▸ **Your assignment**: Print every record below exactly as written.

Collected data
*** Block opens ***

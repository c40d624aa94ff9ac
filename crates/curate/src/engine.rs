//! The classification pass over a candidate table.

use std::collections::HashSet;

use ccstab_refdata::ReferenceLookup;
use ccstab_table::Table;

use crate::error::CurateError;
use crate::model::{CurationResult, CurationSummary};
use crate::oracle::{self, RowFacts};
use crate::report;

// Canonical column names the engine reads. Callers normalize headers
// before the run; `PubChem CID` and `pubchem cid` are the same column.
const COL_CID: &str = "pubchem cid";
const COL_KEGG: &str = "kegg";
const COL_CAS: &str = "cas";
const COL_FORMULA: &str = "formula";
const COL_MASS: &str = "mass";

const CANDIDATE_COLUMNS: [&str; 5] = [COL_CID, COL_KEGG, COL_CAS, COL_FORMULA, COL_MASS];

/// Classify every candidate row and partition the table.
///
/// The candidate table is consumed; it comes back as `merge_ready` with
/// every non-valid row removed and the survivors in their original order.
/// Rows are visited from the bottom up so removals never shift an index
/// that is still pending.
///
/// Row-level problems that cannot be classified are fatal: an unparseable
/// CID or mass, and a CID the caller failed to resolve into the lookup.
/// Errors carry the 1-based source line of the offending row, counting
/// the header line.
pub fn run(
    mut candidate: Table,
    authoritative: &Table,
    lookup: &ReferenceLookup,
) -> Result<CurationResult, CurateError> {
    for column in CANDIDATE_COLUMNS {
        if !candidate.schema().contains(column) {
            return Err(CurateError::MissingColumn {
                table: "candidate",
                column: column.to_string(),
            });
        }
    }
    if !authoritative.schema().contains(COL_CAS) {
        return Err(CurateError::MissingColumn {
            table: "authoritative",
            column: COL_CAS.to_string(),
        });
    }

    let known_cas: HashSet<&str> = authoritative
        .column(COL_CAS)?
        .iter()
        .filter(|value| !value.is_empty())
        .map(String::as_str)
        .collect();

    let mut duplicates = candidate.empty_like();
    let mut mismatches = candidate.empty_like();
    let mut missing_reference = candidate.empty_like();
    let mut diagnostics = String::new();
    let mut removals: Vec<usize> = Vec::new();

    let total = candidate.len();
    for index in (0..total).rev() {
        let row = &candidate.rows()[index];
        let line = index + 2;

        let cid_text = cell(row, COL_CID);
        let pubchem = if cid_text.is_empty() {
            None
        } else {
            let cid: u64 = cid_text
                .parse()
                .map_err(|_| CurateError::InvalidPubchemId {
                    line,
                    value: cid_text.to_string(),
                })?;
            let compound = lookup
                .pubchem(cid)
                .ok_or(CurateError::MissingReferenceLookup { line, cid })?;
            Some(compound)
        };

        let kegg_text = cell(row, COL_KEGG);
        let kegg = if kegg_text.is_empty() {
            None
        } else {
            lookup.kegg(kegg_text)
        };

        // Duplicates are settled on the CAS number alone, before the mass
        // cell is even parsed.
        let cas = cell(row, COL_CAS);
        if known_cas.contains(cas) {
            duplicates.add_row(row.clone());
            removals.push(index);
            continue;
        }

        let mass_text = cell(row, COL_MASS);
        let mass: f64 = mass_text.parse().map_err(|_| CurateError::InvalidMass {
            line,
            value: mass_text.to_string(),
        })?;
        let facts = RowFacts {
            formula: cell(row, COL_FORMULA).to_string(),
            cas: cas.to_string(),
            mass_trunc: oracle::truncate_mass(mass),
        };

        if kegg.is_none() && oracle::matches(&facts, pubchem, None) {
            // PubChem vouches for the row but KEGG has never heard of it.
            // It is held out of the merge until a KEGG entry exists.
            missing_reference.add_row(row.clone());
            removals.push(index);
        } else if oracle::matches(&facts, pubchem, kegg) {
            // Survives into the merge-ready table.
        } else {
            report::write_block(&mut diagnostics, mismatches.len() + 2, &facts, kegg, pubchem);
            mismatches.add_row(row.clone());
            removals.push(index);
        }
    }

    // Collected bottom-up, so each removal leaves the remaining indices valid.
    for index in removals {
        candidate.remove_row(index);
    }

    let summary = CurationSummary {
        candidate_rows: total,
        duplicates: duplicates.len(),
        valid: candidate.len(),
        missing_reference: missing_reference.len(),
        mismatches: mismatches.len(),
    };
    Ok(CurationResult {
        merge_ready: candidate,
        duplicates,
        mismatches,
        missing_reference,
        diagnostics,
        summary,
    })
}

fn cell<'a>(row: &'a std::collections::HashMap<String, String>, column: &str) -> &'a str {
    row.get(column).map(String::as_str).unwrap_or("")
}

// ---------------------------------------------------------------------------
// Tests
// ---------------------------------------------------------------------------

*** Block closes ***

▸ **Solution for this exercise**:
repository c40d624aa94ff9ac
filename crates/curate/src/engine.rs
//! The classification pass over a candidate table.

use std::collections::HashSet;

use ccstab_refdata::ReferenceLookup;
use ccstab_table::Table;

use crate::error::CurateError;
use crate::model::{CurationResult, CurationSummary};
use crate::oracle::{self, RowFacts};
use crate::report;

// Canonical column names the engine reads. Callers normalize headers
// before the run; `PubChem CID` and `pubchem cid` are the same column.
const COL_CID: &str = "pubchem cid";
const COL_KEGG: &str = "kegg";
const COL_CAS: &str = "cas";
const COL_FORMULA: &str = "formula";
const COL_MASS: &str = "mass";

const CANDIDATE_COLUMNS: [&str; 5] = [COL_CID, COL_KEGG, COL_CAS, COL_FORMULA, COL_MASS];

/// Classify every candidate row and partition the table.
///
/// The candidate table is consumed; it comes back as `merge_ready` with
/// every non-valid row removed and the survivors in their original order.
/// Rows are visited from the bottom up so removals never shift an index
/// that is still pending.
///
/// Row-level problems that cannot be classified are fatal: an unparseable
/// CID or mass, and a CID the caller failed to resolve into the lookup.
/// Errors carry the 1-based source line of the offending row, counting
/// the header line.
pub fn run(
    mut candidate: Table,
    authoritative: &Table,
    lookup: &ReferenceLookup,
) -> Result<CurationResult, CurateError> {
    for column in CANDIDATE_COLUMNS {
        if !candidate.schema().contains(column) {
            return Err(CurateError::MissingColumn {
                table: "candidate",
                column: column.to_string(),
            });
        }
    }
    if !authoritative.schema().contains(COL_CAS) {
        return Err(CurateError::MissingColumn {
            table: "authoritative",
            column: COL_CAS.to_string(),
        });
    }

    let known_cas: HashSet<&str> = authoritative
        .column(COL_CAS)?
        .iter()
        .filter(|value| !value.is_empty())
        .map(String::as_str)
        .collect();

    let mut duplicates = candidate.empty_like();
    let mut mismatches = candidate.empty_like();
    let mut missing_reference = candidate.empty_like();
    let mut diagnostics = String::new();
    let mut removals: Vec<usize> = Vec::new();

    let total = candidate.len();
    for index in (0..total).rev() {
        let row = &candidate.rows()[index];
        let line = index + 2;

        let cid_text = cell(row, COL_CID);
        let pubchem = if cid_text.is_empty() {
            None
        } else {
            let cid: u64 = cid_text
                .parse()
                .map_err(|_| CurateError::InvalidPubchemId {
                    line,
                    value: cid_text.to_string(),
                })?;
            let compound = lookup
                .pubchem(cid)
                .ok_or(CurateError::MissingReferenceLookup { line, cid })?;
            Some(compound)
        };

        let kegg_text = cell(row, COL_KEGG);
        let kegg = if kegg_text.is_empty() {
            None
        } else {
            lookup.kegg(kegg_text)
        };

        // Duplicates are settled on the CAS number alone, before the mass
        // cell is even parsed.
        let cas = cell(row, COL_CAS);
        if known_cas.contains(cas) {
            duplicates.add_row(row.clone());
            removals.push(index);
            continue;
        }

        let mass_text = cell(row, COL_MASS);
        let mass: f64 = mass_text.parse().map_err(|_| CurateError::InvalidMass {
            line,
            value: mass_text.to_string(),
        })?;
        let facts = RowFacts {
            formula: cell(row, COL_FORMULA).to_string(),
            cas: cas.to_string(),
            mass_trunc: oracle::truncate_mass(mass),
        };

        if kegg.is_none() && oracle::matches(&facts, pubchem, None) {
            // PubChem vouches for the row but KEGG has never heard of it.
            // It is held out of the merge until a KEGG entry exists.
            missing_reference.add_row(row.clone());
            removals.push(index);
        } else if oracle::matches(&facts, pubchem, kegg) {
            // Survives into the merge-ready table.
        } else {
            report::write_block(&mut diagnostics, mismatches.len() + 2, &facts, kegg, pubchem);
            mismatches.add_row(row.clone());
            removals.push(index);
        }
    }

    // Collected bottom-up, so each removal leaves the remaining indices valid.
    for index in removals {
        candidate.remove_row(index);
    }

    let summary = CurationSummary {
        candidate_rows: total,
        duplicates: duplicates.len(),
        valid: candidate.len(),
        missing_reference: missing_reference.len(),
        mismatches: mismatches.len(),
    };
    Ok(CurationResult {
        merge_ready: candidate,
        duplicates,
        mismatches,
        missing_reference,
        diagnostics,
        summary,
    })
}

fn cell<'a>(row: &'a std::collections::HashMap<String, String>, column: &str) -> &'a str {
    row.get(column).map(String::as_str).unwrap_or("")
}

// ---------------------------------------------------------------------------
// Tests
// ---------------------------------------------------------------------------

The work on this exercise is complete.